しかしゼフィルス♂は異種の乱入に惑わされずに、ひたすら卍巴飛翔を続けました。
この行動は♀を待ち伏せする♂同士の縄張り争いと言われているのですが、空中戦の勝敗が着くまで(片方が疲れて逃げ出すまで)見届けられませんでした。
2頭♂は乱舞しながら渓流沿いの土手を少しずつ降下し、茂みの陰に隠れて見えなくなってしまうのです。
♂が♀を待ち伏せして縄張りを張る止まり場(おそらく沢に張り出した灌木の枝葉)も見つけられませんでした。
【参考書籍】
この読み応えのある名著の第2章は、まさにメスアカミドリシジミ♂の卍巴飛翔を若き筆者がフィールドで研究した経緯を熱く語っています。
実は飛んでいるメスアカミドリシジミ♂が同種でも相手の性別を見分けられず、ライバル♂でも何でも全て♀と勘違いしてひたすら誤認求愛を続けてしまう結果、卍巴飛翔になってしまうのだそうです。
これは従来の定説に反するパラダイムシフトです。
本書を読んで私も筆者の実験データには納得しましたし、蜂など他の昆虫の♂が誤認求愛する様子を私自身が何度も動画撮影しています。
しかし、どうしても「蝶が相手の性別を見分けられない」という点が信じられません。
出会い頭はうっかり勘違いしても、じきに間違いに気づきそうなものです。
配偶行動に関わる重要な局面で相手の性別をいつまで経っても見分けられないなんて、あり得るのかな?
ミドリシジミ類の翅表の色は分かりやすい性的二型です。
♂は金属光沢に輝く青緑色であるのに対して、♀は地味な茶色です。
もし「蝶が飛んでいる同種個体の性別を複眼の視覚で見分けられない」のであれば、どうして翅の「性標」が安定な形質として集団中に固定されているのでしょう?
チョウの性標は、ヒトの蝶愛好家に鑑賞してもらったり生物学者に性別判定してもらったりするために進化した模様ではありません。
もし蝶自身にとって性標がどうでも良い形質であるならば、世代を重ねると中立変異によって集団中で薄まってしまうはずです。
この点を説明できないのは、仮説として問題があると思います。
性標が効いてくるのは♂の探雌行動の際ではなく、求愛する♂を♀が選ぶ際なのですかね?
本を1回通読しただけなので、勘違いや読み落としがないかどうか、もう一度読み返してみます。
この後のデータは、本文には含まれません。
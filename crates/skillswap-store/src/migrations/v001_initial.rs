//! v001 -- Initial schema creation.
//!
//! Creates the `notifications` table: the durable side of the fan-out
//! contract.  Records are created by domain collaborators, flipped to read
//! by their owner, and never deleted by this layer.

use rusqlite::Connection;

/// SQL executed when upgrading from version 0 to version 1.
const UP_SQL: &str = r#"
-- ----------------------------------------------------------------
-- Notifications
-- ----------------------------------------------------------------
CREATE TABLE IF NOT EXISTS notifications (
    id         TEXT PRIMARY KEY NOT NULL,   -- UUID v4
    user_id    TEXT NOT NULL,               -- target identity
    category   TEXT NOT NULL,               -- swap | chat | rating | admin | system
    message    TEXT NOT NULL,
    is_read    INTEGER NOT NULL DEFAULT 0,  -- boolean 0/1
    created_at TEXT NOT NULL                -- ISO-8601 / RFC-3339
);

CREATE INDEX IF NOT EXISTS idx_notifications_user_created
    ON notifications(user_id, created_at DESC);
"#;

/// Apply the initial migration.
pub fn up(conn: &Connection) -> Result<(), rusqlite::Error> {
    conn.execute_batch(UP_SQL)
}
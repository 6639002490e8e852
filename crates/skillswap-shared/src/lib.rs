//! # skillswap-shared
//!
//! Types shared between the relay and anything that talks to it: identity
//! and room newtypes, and the JSON wire protocol spoken over the WebSocket.

pub mod protocol;
pub mod types;

pub use protocol::{ClientEvent, ServerEvent};
pub use types::{CallMedium, ConnectionId, Identity, NotificationCategory, RoomId, UserId};
use thiserror::Error;

/// Errors produced by the store layer.
#[derive(Error, Debug)]
pub enum StoreError {
    /// SQLite error.
    #[error("Database error: {0}")]
    Sqlite(#[from] rusqlite::Error),

    /// Generic I/O error (e.g. creating the database directory).
    #[error("IO error: {0}")]
    Io(#[from] std::io::Error),

    /// A query expected exactly one row but found none.
    #[error("Record not found")]
    NotFound,

    /// A caller tried to mutate a record it does not own.
    #[error("Not authorized to modify this record")]
    NotAuthorized,

    /// Migration failure.
    #[error("Migration error: {0}")]
    Migration(String),

    /// UUID parsing error.
    #[error("UUID error: {0}")]
    Uuid(#[from] uuid::Error),

    /// Chrono parsing error.
    #[error("Timestamp parse error: {0}")]
    ChronoParse(#[from] chrono::ParseError),
}

/// Convenience alias used throughout the crate.
pub type Result<T> = std::result::Result<T, StoreError>;
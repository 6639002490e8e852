//! JSON wire protocol spoken over the WebSocket.
//!
//! Every frame is a text message of the shape `{"event": <name>, "data":
//! {...}}`.  Client frames the relay cannot parse are logged and dropped --
//! this is a best-effort relay, not a validating protocol endpoint.

use chrono::{DateTime, Utc};
use serde::{Deserialize, Serialize};
use serde_json::Value;

use crate::types::{CallMedium, NotificationCategory, RoomId, UserId};

/// Frames sent by a client to the relay.
#[derive(Debug, Clone, Serialize, Deserialize, PartialEq)]
#[serde(tag = "event", content = "data")]
pub enum ClientEvent {
    /// Join the caller's personal room (chat + notification address).
    #[serde(rename = "join", rename_all = "camelCase")]
    Join { room_id: RoomId },

    /// Join a pairwise call room ahead of signaling.
    #[serde(rename = "join-call", rename_all = "camelCase")]
    JoinCall { room_id: RoomId },

    /// SDP offer: starts ringing the other member of the call room.
    #[serde(rename = "offer", rename_all = "camelCase")]
    Offer {
        room_id: RoomId,
        offer: Value,
        call_type: CallMedium,
    },

    /// SDP answer from the callee.
    #[serde(rename = "answer", rename_all = "camelCase")]
    Answer { room_id: RoomId, answer: Value },

    /// Trickle ICE candidate, forwarded as-is.
    #[serde(rename = "ice-candidate", rename_all = "camelCase")]
    IceCandidate { room_id: RoomId, candidate: Value },

    /// Callee declines a ringing call.
    #[serde(rename = "call-rejected", rename_all = "camelCase")]
    CallRejected { room_id: RoomId },

    /// Either side hangs up.
    #[serde(rename = "call-ended", rename_all = "camelCase")]
    CallEnded { room_id: RoomId },

    /// Direct chat message, delivered to the receiver's personal room.
    #[serde(rename = "sendMessage", rename_all = "camelCase")]
    SendMessage { receiver_id: UserId, message: String },

    /// Live-only system notification push (no durable record).
    #[serde(rename = "sendNotification", rename_all = "camelCase")]
    SendNotification { user_id: UserId, message: String },
}

/// Frames sent by the relay to a client.
#[derive(Debug, Clone, Serialize, Deserialize, PartialEq)]
#[serde(tag = "event", content = "data")]
pub enum ServerEvent {
    #[serde(rename = "offer", rename_all = "camelCase")]
    Offer {
        offer: Value,
        from: UserId,
        call_type: CallMedium,
    },

    #[serde(rename = "answer", rename_all = "camelCase")]
    Answer { answer: Value, from: UserId },

    #[serde(rename = "ice-candidate", rename_all = "camelCase")]
    IceCandidate { candidate: Value, from: UserId },

    #[serde(rename = "call-rejected", rename_all = "camelCase")]
    CallRejected { from: UserId },

    #[serde(rename = "call-ended", rename_all = "camelCase")]
    CallEnded { from: UserId },

    #[serde(rename = "receiveMessage", rename_all = "camelCase")]
    ReceiveMessage { sender: UserId, message: String },

    #[serde(rename = "receiveNotification", rename_all = "camelCase")]
    ReceiveNotification {
        category: NotificationCategory,
        message: String,
        #[serde(skip_serializing_if = "Option::is_none")]
        sender: Option<UserId>,
        timestamp: DateTime<Utc>,
    },
}

impl ClientEvent {
    pub fn from_json(text: &str) -> Result<Self, serde_json::Error> {
        serde_json::from_str(text)
    }
}

impl ServerEvent {
    pub fn to_json(&self) -> Result<String, serde_json::Error> {
        serde_json::to_string(self)
    }
}

#[cfg(test)]
mod tests {
    use super::*;

    #[test]
    fn parses_offer_frame() {
        let text = r#"{
            "event": "offer",
            "data": {
                "roomId": "u1_u2",
                "offer": {"type": "offer", "sdp": "v=0"},
                "callType": "video"
            }
        }"#;

        let event = ClientEvent::from_json(text).unwrap();
        match event {
            ClientEvent::Offer {
                room_id, call_type, ..
            } => {
                assert_eq!(room_id.as_str(), "u1_u2");
                assert_eq!(call_type, CallMedium::Video);
            }
            other => panic!("wrong variant: {other:?}"),
        }
    }

    #[test]
    fn parses_kebab_case_event_names() {
        let text = r#"{"event": "ice-candidate", "data": {"roomId": "a_b", "candidate": {}}}"#;
        assert!(matches!(
            ClientEvent::from_json(text).unwrap(),
            ClientEvent::IceCandidate { .. }
        ));

        let text = r#"{"event": "call-ended", "data": {"roomId": "a_b"}}"#;
        assert!(matches!(
            ClientEvent::from_json(text).unwrap(),
            ClientEvent::CallEnded { .. }
        ));
    }

    #[test]
    fn rejects_frame_with_missing_fields() {
        // An offer without a roomId must fail to parse (and is then dropped
        // by the relay, never forwarded half-formed).
        let text = r#"{"event": "offer", "data": {"offer": {}, "callType": "audio"}}"#;
        assert!(ClientEvent::from_json(text).is_err());
    }

    #[test]
    fn rejects_unknown_event_name() {
        let text = r#"{"event": "shutdown", "data": {}}"#;
        assert!(ClientEvent::from_json(text).is_err());
    }

    #[test]
    fn serializes_notification_with_wire_names() {
        let event = ServerEvent::ReceiveNotification {
            category: NotificationCategory::Swap,
            message: "New swap request".into(),
            sender: None,
            timestamp: Utc::now(),
        };
        let json = event.to_json().unwrap();
        assert!(json.contains("\"event\":\"receiveNotification\""));
        assert!(json.contains("\"category\":\"swap\""));
        // Absent sender is omitted entirely, not serialized as null.
        assert!(!json.contains("sender"));
    }

    #[test]
    fn server_event_round_trip() {
        let event = ServerEvent::ReceiveMessage {
            sender: UserId::new("u1"),
            message: "hello".into(),
        };
        let json = event.to_json().unwrap();
        let back: ServerEvent = serde_json::from_str(&json).unwrap();
        assert_eq!(event, back);
    }
}
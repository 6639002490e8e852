//! Notification fan-out.
//!
//! Domain collaborators (swap, rating, report, admin logic) call
//! [`Notifier::notify`] after their own transactional work completes.  The
//! durable write must succeed or the caller hears about it; the live push
//! is strictly additive and never fails the surrounding operation.

use std::sync::Arc;

use tokio::sync::Mutex;
use tracing::debug;
use uuid::Uuid;

use skillswap_shared::{NotificationCategory, RoomId, ServerEvent, UserId};
use skillswap_store::{Database, NotificationRecord, StoreError};

use crate::router::RoomRouter;

#[derive(Clone)]
pub struct Notifier {
    db: Arc<Mutex<Database>>,
    router: RoomRouter,
}

impl Notifier {
    pub fn new(db: Arc<Mutex<Database>>, router: RoomRouter) -> Self {
        Self { db, router }
    }

    /// Run one store operation on the blocking pool so a slow disk write
    /// never stalls the relay's event loop.
    async fn with_db<T, F>(&self, op: F) -> Result<T, StoreError>
    where
        F: FnOnce(&Database) -> Result<T, StoreError> + Send + 'static,
        T: Send + 'static,
    {
        let guard = self.db.clone().lock_owned().await;
        tokio::task::spawn_blocking(move || op(&guard))
            .await
            .map_err(|e| StoreError::Io(std::io::Error::other(e)))?
    }

    /// Persist a notification record, then push a best-effort live copy to
    /// the target's personal room.
    ///
    /// A storage failure propagates; zero live recipients does not.
    pub async fn notify(
        &self,
        target: &UserId,
        category: NotificationCategory,
        message: &str,
    ) -> Result<NotificationRecord, StoreError> {
        let record = NotificationRecord::new(target.clone(), category, message);
        let stored = record.clone();
        self.with_db(move |db| db.insert_notification(&stored)).await?;

        let event = ServerEvent::ReceiveNotification {
            category,
            message: message.to_string(),
            sender: None,
            timestamp: record.created_at,
        };
        let delivered = self
            .router
            .send_to_room(&RoomId::personal(target), event)
            .await;
        debug!(
            user = %target.short(),
            category = %category,
            delivered,
            "notification fanned out"
        );

        Ok(record)
    }

    /// Flip the read flag; only the record's owner may do so.
    pub async fn mark_read(&self, id: Uuid, caller: &UserId) -> Result<(), StoreError> {
        let caller = caller.clone();
        self.with_db(move |db| db.mark_notification_read(id, &caller))
            .await
    }

    /// Newest-first page of a user's notifications.
    pub async fn notifications_for(
        &self,
        user: &UserId,
        limit: u32,
        offset: u32,
    ) -> Result<Vec<NotificationRecord>, StoreError> {
        let user = user.clone();
        self.with_db(move |db| db.get_notifications_for_user(&user, limit, offset))
            .await
    }

    pub async fn unread_count(&self, user: &UserId) -> Result<u32, StoreError> {
        let user = user.clone();
        self.with_db(move |db| db.unread_count(&user)).await
    }
}

#[cfg(test)]
mod tests {
    use super::*;
    use crate::registry::SessionRegistry;
    use skillswap_shared::{ConnectionId, Identity};

    fn notifier(registry: &SessionRegistry) -> Notifier {
        let db = Arc::new(Mutex::new(Database::open_in_memory().unwrap()));
        Notifier::new(db, RoomRouter::new(registry.clone()))
    }

    #[tokio::test]
    async fn notify_persists_even_with_no_recipients() {
        let registry = SessionRegistry::new();
        let notifier = notifier(&registry);
        let target = UserId::new("offline-user");

        // Nobody connected: the durable record is the guarantee.
        let record = notifier
            .notify(&target, NotificationCategory::Swap, "New swap request")
            .await
            .unwrap();

        let page = notifier.notifications_for(&target, 10, 0).await.unwrap();
        assert_eq!(page.len(), 1);
        assert_eq!(page[0].id, record.id);
        assert!(!page[0].is_read);
    }

    #[tokio::test]
    async fn notify_reaches_every_open_tab_once() {
        let registry = SessionRegistry::new();
        let notifier = notifier(&registry);
        let target = UserId::new("u1");

        let (tx1, mut rx1) = SessionRegistry::channel();
        let (tx2, mut rx2) = SessionRegistry::channel();
        registry
            .register(ConnectionId::new(), Identity::new("u1", "Alice"), tx1)
            .await;
        registry
            .register(ConnectionId::new(), Identity::new("u1", "Alice"), tx2)
            .await;

        notifier
            .notify(&target, NotificationCategory::Rating, "You got 5 stars")
            .await
            .unwrap();

        for rx in [&mut rx1, &mut rx2] {
            match rx.recv().await.unwrap() {
                ServerEvent::ReceiveNotification {
                    category, message, ..
                } => {
                    assert_eq!(category, NotificationCategory::Rating);
                    assert_eq!(message, "You got 5 stars");
                }
                other => panic!("unexpected event: {other:?}"),
            }
            // Exactly once per tab.
            assert!(rx.try_recv().is_err());
        }
    }

    #[tokio::test]
    async fn concurrent_notifies_all_persist() {
        let registry = SessionRegistry::new();
        let notifier = notifier(&registry);
        let target = UserId::new("u1");

        // Writes are serialized through the store handle but run off the
        // async executor; a burst of concurrent callers must all land.
        let mut tasks = Vec::new();
        for i in 0..8 {
            let notifier = notifier.clone();
            let target = target.clone();
            tasks.push(tokio::spawn(async move {
                notifier
                    .notify(&target, NotificationCategory::Swap, &format!("event {i}"))
                    .await
            }));
        }
        for task in tasks {
            task.await.unwrap().unwrap();
        }

        assert_eq!(notifier.unread_count(&target).await.unwrap(), 8);
    }

    #[tokio::test]
    async fn notify_then_mark_read_round_trip() {
        let registry = SessionRegistry::new();
        let notifier = notifier(&registry);
        let owner = UserId::new("u1");
        let stranger = UserId::new("u2");

        let record = notifier
            .notify(&owner, NotificationCategory::Swap, "msg")
            .await
            .unwrap();

        // A stranger cannot flip the flag.
        assert!(matches!(
            notifier.mark_read(record.id, &stranger).await,
            Err(StoreError::NotAuthorized)
        ));
        assert_eq!(notifier.unread_count(&owner).await.unwrap(), 1);

        notifier.mark_read(record.id, &owner).await.unwrap();
        assert_eq!(notifier.unread_count(&owner).await.unwrap(), 0);
    }
}
use anyhow::Context;
use clap::{Parser, Subcommand};
use std::path::PathBuf;
use tracing_subscriber::EnvFilter;

#[derive(Parser)]
#[command(
    name = "modelgen",
    about = "Generate Mongoose models and GraphQL schemas from entity descriptions",
    version
)]
struct Cli {
    #[command(subcommand)]
    command: Commands,
}

#[derive(Subcommand)]
enum Commands {
    /// Generate code for every description file in a directory
    Generate {
        /// Directory of *.json description files (default: current directory)
        input_dir: Option<PathBuf>,

        /// Output directory (default: the input directory)
        output_dir: Option<PathBuf>,
    },
    /// Resolve and print the description-file path for an entity
    Watch {
        /// Entity name
        entity: String,

        /// Directory of *.json description files (default: current directory)
        input_dir: Option<PathBuf>,
    },
}

fn main() {
    tracing_subscriber::fmt()
        .with_env_filter(EnvFilter::from_default_env())
        .with_writer(std::io::stderr)
        .init();

    if let Err(e) = run(Cli::parse()) {
        eprintln!("error: {e:#}");
        std::process::exit(1);
    }
}

fn run(cli: Cli) -> anyhow::Result<()> {
    match cli.command {
        Commands::Generate {
            input_dir,
            output_dir,
        } => {
            let input = match input_dir {
                Some(dir) => dir,
                None => std::env::current_dir().context("cannot resolve current directory")?,
            };
            let output = output_dir.unwrap_or_else(|| input.clone());

            let report = modelgen::batch::run_batch(&input, &output)
                .with_context(|| format!("generation failed for {}", input.display()))?;

            println!("Generation complete!");
            if report.has_errors() {
                println!("Errors:");
                for error in &report.errors {
                    println!("  {error}");
                }
            } else {
                println!("No errors");
            }
            Ok(())
        }
        Commands::Watch { entity, input_dir } => {
            let input = match input_dir {
                Some(dir) => dir,
                None => std::env::current_dir().context("cannot resolve current directory")?,
            };
            println!("{}", modelgen::description_path(&input, &entity).display());
            Ok(())
        }
    }
}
筆者も似たような反論を散々されまくり、論文が受理されるまで非常に苦労したと述懐しています。
Takeuchi, et al. "Territorial behavior of a green hairstreak Chrysozephyrus smaragdinus (Lepidoptera: Lycaenidae): site tenacity and wars of attrition." Zoological science 22.9 (2005): 989-994.Takeuchi, et al. "The erroneous courtship hypothesis: do insects really engage in aerial wars of attrition?." Biological Journal of the Linnean Society 118.4 (2016): 970-981.